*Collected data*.
________________________
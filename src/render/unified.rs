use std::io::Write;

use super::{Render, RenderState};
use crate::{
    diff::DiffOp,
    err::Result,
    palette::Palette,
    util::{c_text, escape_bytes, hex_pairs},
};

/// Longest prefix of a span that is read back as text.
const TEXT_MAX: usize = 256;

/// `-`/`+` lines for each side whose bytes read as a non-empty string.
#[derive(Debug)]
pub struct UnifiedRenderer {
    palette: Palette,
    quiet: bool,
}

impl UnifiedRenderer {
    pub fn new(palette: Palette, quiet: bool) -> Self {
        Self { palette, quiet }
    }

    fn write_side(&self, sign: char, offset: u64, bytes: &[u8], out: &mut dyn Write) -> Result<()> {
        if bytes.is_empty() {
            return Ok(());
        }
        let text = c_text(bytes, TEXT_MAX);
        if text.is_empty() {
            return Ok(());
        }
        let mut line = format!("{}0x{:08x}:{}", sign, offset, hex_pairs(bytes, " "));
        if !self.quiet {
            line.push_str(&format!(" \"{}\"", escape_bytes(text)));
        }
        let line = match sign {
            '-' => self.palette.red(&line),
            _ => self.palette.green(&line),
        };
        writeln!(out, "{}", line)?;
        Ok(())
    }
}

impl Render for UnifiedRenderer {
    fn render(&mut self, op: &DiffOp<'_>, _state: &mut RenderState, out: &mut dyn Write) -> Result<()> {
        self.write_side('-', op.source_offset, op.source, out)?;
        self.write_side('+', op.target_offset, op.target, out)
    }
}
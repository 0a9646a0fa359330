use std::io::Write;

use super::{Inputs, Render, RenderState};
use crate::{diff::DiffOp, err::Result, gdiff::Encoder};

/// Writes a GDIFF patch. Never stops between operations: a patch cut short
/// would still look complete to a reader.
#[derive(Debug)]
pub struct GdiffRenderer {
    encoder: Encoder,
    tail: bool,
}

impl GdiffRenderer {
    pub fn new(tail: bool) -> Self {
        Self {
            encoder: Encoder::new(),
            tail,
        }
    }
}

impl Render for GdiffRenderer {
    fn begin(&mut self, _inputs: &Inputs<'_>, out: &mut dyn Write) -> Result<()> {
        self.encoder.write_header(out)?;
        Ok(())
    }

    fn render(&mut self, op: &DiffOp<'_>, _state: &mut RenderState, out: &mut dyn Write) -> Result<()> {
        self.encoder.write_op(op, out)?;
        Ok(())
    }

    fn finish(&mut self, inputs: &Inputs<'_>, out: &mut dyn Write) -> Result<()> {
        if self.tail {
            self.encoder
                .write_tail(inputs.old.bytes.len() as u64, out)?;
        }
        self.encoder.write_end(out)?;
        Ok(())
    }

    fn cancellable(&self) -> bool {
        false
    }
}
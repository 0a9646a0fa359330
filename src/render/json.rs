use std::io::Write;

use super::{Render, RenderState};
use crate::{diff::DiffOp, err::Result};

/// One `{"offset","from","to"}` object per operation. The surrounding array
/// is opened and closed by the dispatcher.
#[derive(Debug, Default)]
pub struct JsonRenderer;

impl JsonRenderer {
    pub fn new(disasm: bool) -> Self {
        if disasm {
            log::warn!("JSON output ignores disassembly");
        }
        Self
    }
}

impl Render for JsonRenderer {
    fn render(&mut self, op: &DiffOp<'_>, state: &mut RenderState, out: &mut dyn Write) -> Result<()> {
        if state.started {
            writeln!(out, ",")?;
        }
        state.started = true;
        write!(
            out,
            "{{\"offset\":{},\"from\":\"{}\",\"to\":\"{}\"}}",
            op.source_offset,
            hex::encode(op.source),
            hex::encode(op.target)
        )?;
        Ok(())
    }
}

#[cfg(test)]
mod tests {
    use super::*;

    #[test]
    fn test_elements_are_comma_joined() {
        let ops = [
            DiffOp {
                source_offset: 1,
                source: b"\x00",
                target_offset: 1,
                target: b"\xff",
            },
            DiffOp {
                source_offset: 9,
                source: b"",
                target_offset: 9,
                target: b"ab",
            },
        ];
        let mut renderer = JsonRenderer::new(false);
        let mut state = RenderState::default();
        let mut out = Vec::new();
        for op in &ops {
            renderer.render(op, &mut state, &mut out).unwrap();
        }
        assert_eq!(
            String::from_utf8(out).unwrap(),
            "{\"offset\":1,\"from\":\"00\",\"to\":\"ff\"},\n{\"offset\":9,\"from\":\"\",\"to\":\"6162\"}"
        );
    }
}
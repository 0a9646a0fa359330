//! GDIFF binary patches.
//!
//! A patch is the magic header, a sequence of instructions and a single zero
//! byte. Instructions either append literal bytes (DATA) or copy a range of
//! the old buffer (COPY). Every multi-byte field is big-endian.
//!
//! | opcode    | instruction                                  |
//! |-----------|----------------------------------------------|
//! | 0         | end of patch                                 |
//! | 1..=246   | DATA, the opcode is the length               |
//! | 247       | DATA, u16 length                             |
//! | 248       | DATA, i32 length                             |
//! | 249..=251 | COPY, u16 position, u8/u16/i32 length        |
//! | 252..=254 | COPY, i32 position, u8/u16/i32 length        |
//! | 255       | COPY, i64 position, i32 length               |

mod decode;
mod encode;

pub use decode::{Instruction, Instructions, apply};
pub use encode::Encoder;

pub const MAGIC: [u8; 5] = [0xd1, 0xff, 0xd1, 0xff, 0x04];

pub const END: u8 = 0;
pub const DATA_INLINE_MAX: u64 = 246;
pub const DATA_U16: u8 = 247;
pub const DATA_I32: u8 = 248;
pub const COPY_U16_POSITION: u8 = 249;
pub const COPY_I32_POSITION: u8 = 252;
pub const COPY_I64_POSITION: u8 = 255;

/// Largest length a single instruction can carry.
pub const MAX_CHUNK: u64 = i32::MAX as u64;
________________________
*Problem to solve*. Output every entry again, exactly as given.

*Task response*.
filename src/render/unified.rs
use std::io::Write;

use super::{Render, RenderState};
use crate::{
    diff::DiffOp,
    err::Result,
    palette::Palette,
    util::{c_text, escape_bytes, hex_pairs},
};

/// Longest prefix of a span that is read back as text.
const TEXT_MAX: usize = 256;

/// `-`/`+` lines for each side whose bytes read as a non-empty string.
#[derive(Debug)]
pub struct UnifiedRenderer {
    palette: Palette,
    quiet: bool,
}

impl UnifiedRenderer {
    pub fn new(palette: Palette, quiet: bool) -> Self {
        Self { palette, quiet }
    }

    fn write_side(&self, sign: char, offset: u64, bytes: &[u8], out: &mut dyn Write) -> Result<()> {
        if bytes.is_empty() {
            return Ok(());
        }
        let text = c_text(bytes, TEXT_MAX);
        if text.is_empty() {
            return Ok(());
        }
        let mut line = format!("{}0x{:08x}:{}", sign, offset, hex_pairs(bytes, " "));
        if !self.quiet {
            line.push_str(&format!(" \"{}\"", escape_bytes(text)));
        }
        let line = match sign {
            '-' => self.palette.red(&line),
            _ => self.palette.green(&line),
        };
        writeln!(out, "{}", line)?;
        Ok(())
    }
}

impl Render for UnifiedRenderer {
    fn render(&mut self, op: &DiffOp<'_>, _state: &mut RenderState, out: &mut dyn Write) -> Result<()> {
        self.write_side('-', op.source_offset, op.source, out)?;
        self.write_side('+', op.target_offset, op.target, out)
    }
}
repository 0a9646a0fa359330
use std::io::Write;

use super::{Inputs, Render, RenderState};
use crate::{diff::DiffOp, err::Result, gdiff::Encoder};

/// Writes a GDIFF patch. Never stops between operations: a patch cut short
/// would still look complete to a reader.
#[derive(Debug)]
pub struct GdiffRenderer {
    encoder: Encoder,
    tail: bool,
}

impl GdiffRenderer {
    pub fn new(tail: bool) -> Self {
        Self {
            encoder: Encoder::new(),
            tail,
        }
    }
}

impl Render for GdiffRenderer {
    fn begin(&mut self, _inputs: &Inputs<'_>, out: &mut dyn Write) -> Result<()> {
        self.encoder.write_header(out)?;
        Ok(())
    }

    fn render(&mut self, op: &DiffOp<'_>, _state: &mut RenderState, out: &mut dyn Write) -> Result<()> {
        self.encoder.write_op(op, out)?;
        Ok(())
    }

    fn finish(&mut self, inputs: &Inputs<'_>, out: &mut dyn Write) -> Result<()> {
        if self.tail {
            self.encoder
                .write_tail(inputs.old.bytes.len() as u64, out)?;
        }
        self.encoder.write_end(out)?;
        Ok(())
    }

    fn cancellable(&self) -> bool {
        false
    }
}
repository 0a9646a0fa359330
filename src/render/json.rs
use std::io::Write;

use super::{Render, RenderState};
use crate::{diff::DiffOp, err::Result};

/// One `{"offset","from","to"}` object per operation. The surrounding array
/// is opened and closed by the dispatcher.
#[derive(Debug, Default)]
pub struct JsonRenderer;

impl JsonRenderer {
    pub fn new(disasm: bool) -> Self {
        if disasm {
            log::warn!("JSON output ignores disassembly");
        }
        Self
    }
}

impl Render for JsonRenderer {
    fn render(&mut self, op: &DiffOp<'_>, state: &mut RenderState, out: &mut dyn Write) -> Result<()> {
        if state.started {
            writeln!(out, ",")?;
        }
        state.started = true;
        write!(
            out,
            "{{\"offset\":{},\"from\":\"{}\",\"to\":\"{}\"}}",
            op.source_offset,
            hex::encode(op.source),
            hex::encode(op.target)
        )?;
        Ok(())
    }
}

#[cfg(test)]
mod tests {
    use super::*;

    #[test]
    fn test_elements_are_comma_joined() {
        let ops = [
            DiffOp {
                source_offset: 1,
                source: b"\x00",
                target_offset: 1,
                target: b"\xff",
            },
            DiffOp {
                source_offset: 9,
                source: b"",
                target_offset: 9,
                target: b"ab",
            },
        ];
        let mut renderer = JsonRenderer::new(false);
        let mut state = RenderState::default();
        let mut out = Vec::new();
        for op in &ops {
            renderer.render(op, &mut state, &mut out).unwrap();
        }
        assert_eq!(
            String::from_utf8(out).unwrap(),
            "{\"offset\":1,\"from\":\"00\",\"to\":\"ff\"},\n{\"offset\":9,\"from\":\"\",\"to\":\"6162\"}"
        );
    }
}
repository 0a9646a0fa359330
//! GDIFF binary patches.
//!
//! A patch is the magic header, a sequence of instructions and a single zero
//! byte. Instructions either append literal bytes (DATA) or copy a range of
//! the old buffer (COPY). Every multi-byte field is big-endian.
//!
//! | opcode    | instruction                                  |
//! |-----------|----------------------------------------------|
//! | 0         | end of patch                                 |
//! | 1..=246   | DATA, the opcode is the length               |
//! | 247       | DATA, u16 length                             |
//! | 248       | DATA, i32 length                             |
//! | 249..=251 | COPY, u16 position, u8/u16/i32 length        |
//! | 252..=254 | COPY, i32 position, u8/u16/i32 length        |
//! | 255       | COPY, i64 position, i32 length               |

mod decode;
mod encode;

pub use decode::{Instruction, Instructions, apply};
pub use encode::Encoder;

pub const MAGIC: [u8; 5] = [0xd1, 0xff, 0xd1, 0xff, 0x04];

pub const END: u8 = 0;
pub const DATA_INLINE_MAX: u64 = 246;
pub const DATA_U16: u8 = 247;
pub const DATA_I32: u8 = 248;
pub const COPY_U16_POSITION: u8 = 249;
pub const COPY_I32_POSITION: u8 = 252;
pub const COPY_I64_POSITION: u8 = 255;

/// Largest length a single instruction can carry.
pub const MAX_CHUNK: u64 = i32::MAX as u64;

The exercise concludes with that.